• EXERCISE INSTRUCTIONS
Identify, in the records below, every line where the string "used" appears, and copy each such line.

• SOURCE DATA
##########

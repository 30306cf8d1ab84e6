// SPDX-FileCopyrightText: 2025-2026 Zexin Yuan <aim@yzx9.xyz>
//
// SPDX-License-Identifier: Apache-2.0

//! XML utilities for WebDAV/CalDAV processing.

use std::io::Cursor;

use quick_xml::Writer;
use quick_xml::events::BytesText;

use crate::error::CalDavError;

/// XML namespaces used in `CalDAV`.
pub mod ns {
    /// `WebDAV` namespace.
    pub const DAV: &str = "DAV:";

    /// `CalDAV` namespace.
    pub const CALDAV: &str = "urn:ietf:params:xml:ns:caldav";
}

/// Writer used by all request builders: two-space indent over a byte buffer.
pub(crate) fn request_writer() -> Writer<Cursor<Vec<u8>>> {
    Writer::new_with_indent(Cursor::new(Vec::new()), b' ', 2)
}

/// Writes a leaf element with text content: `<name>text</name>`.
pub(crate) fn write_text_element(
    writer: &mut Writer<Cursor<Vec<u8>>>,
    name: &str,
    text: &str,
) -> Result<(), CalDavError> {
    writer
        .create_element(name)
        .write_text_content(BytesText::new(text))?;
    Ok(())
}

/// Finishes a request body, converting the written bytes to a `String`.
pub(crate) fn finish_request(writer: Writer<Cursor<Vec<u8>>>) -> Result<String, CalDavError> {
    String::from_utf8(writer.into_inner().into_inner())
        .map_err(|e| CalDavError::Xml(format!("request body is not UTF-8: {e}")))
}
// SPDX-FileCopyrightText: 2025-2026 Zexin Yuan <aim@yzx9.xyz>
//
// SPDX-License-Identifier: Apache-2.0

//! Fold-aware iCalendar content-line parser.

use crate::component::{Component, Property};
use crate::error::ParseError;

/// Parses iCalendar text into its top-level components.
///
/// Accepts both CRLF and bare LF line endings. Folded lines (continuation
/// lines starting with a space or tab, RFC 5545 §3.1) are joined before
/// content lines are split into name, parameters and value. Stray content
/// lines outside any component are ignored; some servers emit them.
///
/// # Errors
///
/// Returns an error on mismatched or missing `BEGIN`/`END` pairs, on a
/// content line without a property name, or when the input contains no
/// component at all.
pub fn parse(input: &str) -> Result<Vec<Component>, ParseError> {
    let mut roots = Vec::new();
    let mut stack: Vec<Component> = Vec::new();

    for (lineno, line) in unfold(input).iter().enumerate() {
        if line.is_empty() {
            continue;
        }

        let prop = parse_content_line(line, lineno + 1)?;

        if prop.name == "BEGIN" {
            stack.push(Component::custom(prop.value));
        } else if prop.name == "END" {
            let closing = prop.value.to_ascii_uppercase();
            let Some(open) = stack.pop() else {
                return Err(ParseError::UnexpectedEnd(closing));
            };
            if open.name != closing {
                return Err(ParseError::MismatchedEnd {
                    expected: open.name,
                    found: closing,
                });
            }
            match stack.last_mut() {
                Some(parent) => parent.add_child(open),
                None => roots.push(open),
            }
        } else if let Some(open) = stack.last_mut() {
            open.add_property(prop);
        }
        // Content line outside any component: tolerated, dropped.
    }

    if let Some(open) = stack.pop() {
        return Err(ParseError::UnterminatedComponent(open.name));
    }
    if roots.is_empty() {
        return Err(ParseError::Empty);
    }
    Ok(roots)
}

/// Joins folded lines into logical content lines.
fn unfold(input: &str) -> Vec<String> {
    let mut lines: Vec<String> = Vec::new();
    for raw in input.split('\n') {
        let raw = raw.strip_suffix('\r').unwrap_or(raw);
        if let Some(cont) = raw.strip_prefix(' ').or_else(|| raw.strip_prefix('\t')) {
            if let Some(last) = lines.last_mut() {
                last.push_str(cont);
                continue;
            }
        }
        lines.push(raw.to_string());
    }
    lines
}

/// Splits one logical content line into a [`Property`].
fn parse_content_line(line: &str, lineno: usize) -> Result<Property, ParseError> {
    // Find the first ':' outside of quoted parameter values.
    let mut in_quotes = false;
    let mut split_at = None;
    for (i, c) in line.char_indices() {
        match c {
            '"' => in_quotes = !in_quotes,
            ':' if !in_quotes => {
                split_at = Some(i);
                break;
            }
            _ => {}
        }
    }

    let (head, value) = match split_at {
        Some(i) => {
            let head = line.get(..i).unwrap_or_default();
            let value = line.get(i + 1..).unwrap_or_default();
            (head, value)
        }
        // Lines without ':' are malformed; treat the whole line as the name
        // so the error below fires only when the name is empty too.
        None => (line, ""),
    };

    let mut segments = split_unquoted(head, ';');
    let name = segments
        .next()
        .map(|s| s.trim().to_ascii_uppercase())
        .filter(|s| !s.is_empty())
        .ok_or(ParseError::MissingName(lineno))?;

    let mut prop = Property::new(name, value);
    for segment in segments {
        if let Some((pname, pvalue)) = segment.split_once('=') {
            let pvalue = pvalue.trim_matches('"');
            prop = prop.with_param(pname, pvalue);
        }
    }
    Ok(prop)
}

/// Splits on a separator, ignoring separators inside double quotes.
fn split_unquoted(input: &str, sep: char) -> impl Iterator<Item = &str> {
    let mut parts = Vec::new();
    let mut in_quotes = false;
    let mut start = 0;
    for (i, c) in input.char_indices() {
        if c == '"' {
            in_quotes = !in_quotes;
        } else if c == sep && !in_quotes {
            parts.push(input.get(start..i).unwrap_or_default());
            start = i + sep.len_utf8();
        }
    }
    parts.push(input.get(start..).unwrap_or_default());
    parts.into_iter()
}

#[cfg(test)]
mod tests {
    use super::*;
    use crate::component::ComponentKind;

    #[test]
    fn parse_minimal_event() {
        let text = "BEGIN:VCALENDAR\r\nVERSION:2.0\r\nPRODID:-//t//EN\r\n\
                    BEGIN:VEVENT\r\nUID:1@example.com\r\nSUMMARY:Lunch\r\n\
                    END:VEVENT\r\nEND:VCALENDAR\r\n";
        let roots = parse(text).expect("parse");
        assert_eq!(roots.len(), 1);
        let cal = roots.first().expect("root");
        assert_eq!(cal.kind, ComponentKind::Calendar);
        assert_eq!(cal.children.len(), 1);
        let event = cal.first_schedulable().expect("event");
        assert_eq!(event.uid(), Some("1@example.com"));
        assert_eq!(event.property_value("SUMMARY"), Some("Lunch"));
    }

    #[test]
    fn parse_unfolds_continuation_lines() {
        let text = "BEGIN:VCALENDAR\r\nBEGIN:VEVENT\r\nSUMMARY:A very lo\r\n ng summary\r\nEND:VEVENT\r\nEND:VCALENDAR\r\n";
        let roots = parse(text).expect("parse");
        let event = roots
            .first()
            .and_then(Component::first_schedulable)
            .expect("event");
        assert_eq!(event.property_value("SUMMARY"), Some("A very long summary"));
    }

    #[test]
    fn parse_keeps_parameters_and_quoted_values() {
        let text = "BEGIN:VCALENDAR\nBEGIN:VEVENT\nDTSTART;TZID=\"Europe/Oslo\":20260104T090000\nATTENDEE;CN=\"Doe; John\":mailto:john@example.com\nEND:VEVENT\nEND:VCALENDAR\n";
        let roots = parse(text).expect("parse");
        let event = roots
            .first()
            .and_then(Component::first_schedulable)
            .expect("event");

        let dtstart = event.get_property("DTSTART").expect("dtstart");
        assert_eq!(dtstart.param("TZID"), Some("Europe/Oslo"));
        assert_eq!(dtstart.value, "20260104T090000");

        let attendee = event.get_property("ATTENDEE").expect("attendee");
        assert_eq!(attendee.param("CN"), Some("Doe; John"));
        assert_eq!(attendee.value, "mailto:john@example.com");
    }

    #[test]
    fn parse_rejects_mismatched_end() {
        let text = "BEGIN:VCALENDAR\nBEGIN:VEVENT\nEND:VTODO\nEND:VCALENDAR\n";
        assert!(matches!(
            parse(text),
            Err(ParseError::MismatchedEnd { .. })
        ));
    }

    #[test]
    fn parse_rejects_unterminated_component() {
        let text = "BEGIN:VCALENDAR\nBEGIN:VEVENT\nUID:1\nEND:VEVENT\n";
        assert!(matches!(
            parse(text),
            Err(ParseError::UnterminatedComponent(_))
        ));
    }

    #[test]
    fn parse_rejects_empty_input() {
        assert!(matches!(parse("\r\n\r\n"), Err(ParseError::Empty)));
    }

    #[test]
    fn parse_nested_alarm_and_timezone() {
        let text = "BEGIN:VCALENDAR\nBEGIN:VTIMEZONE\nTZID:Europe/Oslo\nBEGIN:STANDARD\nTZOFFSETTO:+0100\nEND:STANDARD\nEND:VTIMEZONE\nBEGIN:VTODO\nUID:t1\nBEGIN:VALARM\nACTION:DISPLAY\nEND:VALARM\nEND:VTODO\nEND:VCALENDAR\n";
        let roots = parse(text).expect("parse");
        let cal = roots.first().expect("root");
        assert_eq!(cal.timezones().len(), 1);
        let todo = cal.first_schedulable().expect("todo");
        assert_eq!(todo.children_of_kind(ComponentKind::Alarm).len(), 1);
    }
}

##########

• TASK RESULT
/// XML namespaces used in `CalDAV`.
/// Writer used by all request builders: two-space indent over a byte buffer.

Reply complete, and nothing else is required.